By Wilson Walker
SAN FRANCISCO (KPIX 5) — It’s the day-to-day problem you can no longer escape in San Francisco.
“Traffic is moving about 30 percent slower than it was,” said Tom Maguire, Director of Sustainable Streets for the San Francisco Municipal Transportation Agency.
But just what, exactly, has brought city streets to a crawl?
“There’s not just one factor driving traffic congestion in the city,” Maguire said.
To help us count the ways, we spent the day with Oscar Palma, who’s spent nearly 18 years as a tow-truck driver on the streets of San Francisco.
Topping his list of traffic suspects?
“So many more people, more cars,” Palma explained.
Over the course of his time behind the wheel, the city has added nearly 100,000 people, meaning a surge in the number of cars, and some of them are getting more attention than others.
“The Ubers, the Lyfts,” says Palma. “There’s too many of those guys.”
The latest estimate on the number of rideshare drivers in San Francisco stands at 45,000 and many of the complaints following them might sound familiar.
“Holding up traffic to pick up somebody, or making unsafe U-turns,” said San Francisco Mayor Ed Lee, speaking after a recent announcement of a street repair initiative.
Driving towards his next tow, Palma complained, “They stop everywhere, no warning, and don’t pull over when there’s a spot.”
It’s not just ride-share drivers. There’s another growing fleet out there, freight traffic.
“It’s so easy to click and order, you don’t think about all the duck feet underwater, working for you,” said Barbara Ivanov, director of the Urban Freight Lab in Seattle, Washington.
The explosion of e-commerce may have brought convenience, but it’s flooding our streets with new, entirely unmanaged freight traffic.
“We know truck driving is increasing. We know double-parking is increasing,” said Maguire, adding that there is debate is over whether those trucks remove single-car trips, or add to overall traffic.
There are also the challenges that every driver has to deal with. The city’s construction boom has stolen lanes in every direction, and then there’s the explosion of city road projects.
Maguire said those projects, scattered across town, are an investment in better traffic flow in the years ahead.
“Our view of a project like Van Ness, Polk, or Masonic, these are bringing safety benefits, helping Muni. The construction can’t wait,” Maguire said.
As for the ride-share effect, Maguire says the city simply doesn’t know, noting, “Unfortunately we don’t really have an idea of just how big a piece they are.”
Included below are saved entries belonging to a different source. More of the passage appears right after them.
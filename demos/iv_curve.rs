//! Sweep a two-site, two-solute channel and print its current-voltage curve.
//!
//! ```sh
//! cargo run --example iv_curve
//! ```

use anyhow::Result;
use channelsol::prelude::*;

fn main() -> Result<()> {
    let model = ModelSpec::new(2, vec!["Na", "Ca"], vec![1, 2]).compile()?;
    let conditions = Conditions::new(
        Concentrations::new()
            .with_solute("Na", 0.12, 0.12)
            .with_solute("Ca", 0.002, 0.002),
        EnergyProfile::new(vec![0.167, 0.333, 0.5, 0.667, 0.8333])
            .with_solute("Na", vec![8.0, -4.0, 20.0, -4.0, 8.0])
            .with_solute("Ca", vec![9.0, -12.0, 20.0, -12.0, 9.0]),
    );
    let voltages: Vec<f64> = (-15..=10).map(|i| i as f64 * 10.0).collect();

    let sweep = VoltageSweep::new(&model, &conditions, voltages)?;
    let results = sweep.run();

    println!("{} states, {} voltage points", model.num_states(), results.len());
    println!("{:>8}  {:>14}  {:>14}  {:>10}", "V (mV)", "I (pA)", "I_Na (ions/s)", "residual");
    for record in &results.eigen {
        println!(
            "{:>8.1}  {:>14.6e}  {:>14.6e}  {:>10.2e}",
            record.voltage,
            record.current[0],
            record.transport["Na"][0],
            record.solver.residual_abs_sum,
        );
    }

    let substituted = results
        .svd
        .iter()
        .filter(|r| matches!(r.status, MethodStatus::Substituted { .. }))
        .count();
    if substituted > 0 {
        println!("svd failed to converge at {substituted} voltage point(s)");
    }
    Ok(())
}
City leaders think all those rideshare drivers may be causing problems but they say more data is needed.
That data could help provide a better understanding of potential problems and drive better policies, new rules, maybe a limit on cars in certain parts of town.
So far, companies like Uber aren’t exactly sharing their data, despite threats from the mayor.
“You want to work with Mayor Lee right now,” Lee said of the ridesharing industry. “Because if you don’t, then we will have to make these decisions about safety and deongestizing [sic] streets without you.”
When it comes to freight, San Francisco might actually be falling behind. Seattle will start rolling out a freight management experiment later this year.
“Reduce the number of failed first deliveries,” said Ivanov. “Limit the time trucks spend in their load-unload space.”
As for the other challenges, there may be some good news. San Francisco’s downtown construction boom will slow, even if just for dwindling potential construction space.
More relief will come with an end to those teeth-rattling road improvements drivers are rolling over. Several major street improvement projects are scheduled to wrap up in the coming years.
Many of the new challenges, however, are here to stay, and in some respects, we’re still at square one, just trying to figure out how many Lyft or Uber drivers are out there.
“Too much of a good thing is also not good as well,” said Lee.
“We’re really trying to solve the congestion problem, but we’re also trying to give people as many alternatives as possible,” said Maguire.
Getting there will be much like a drive through the city. It’s going to take a while.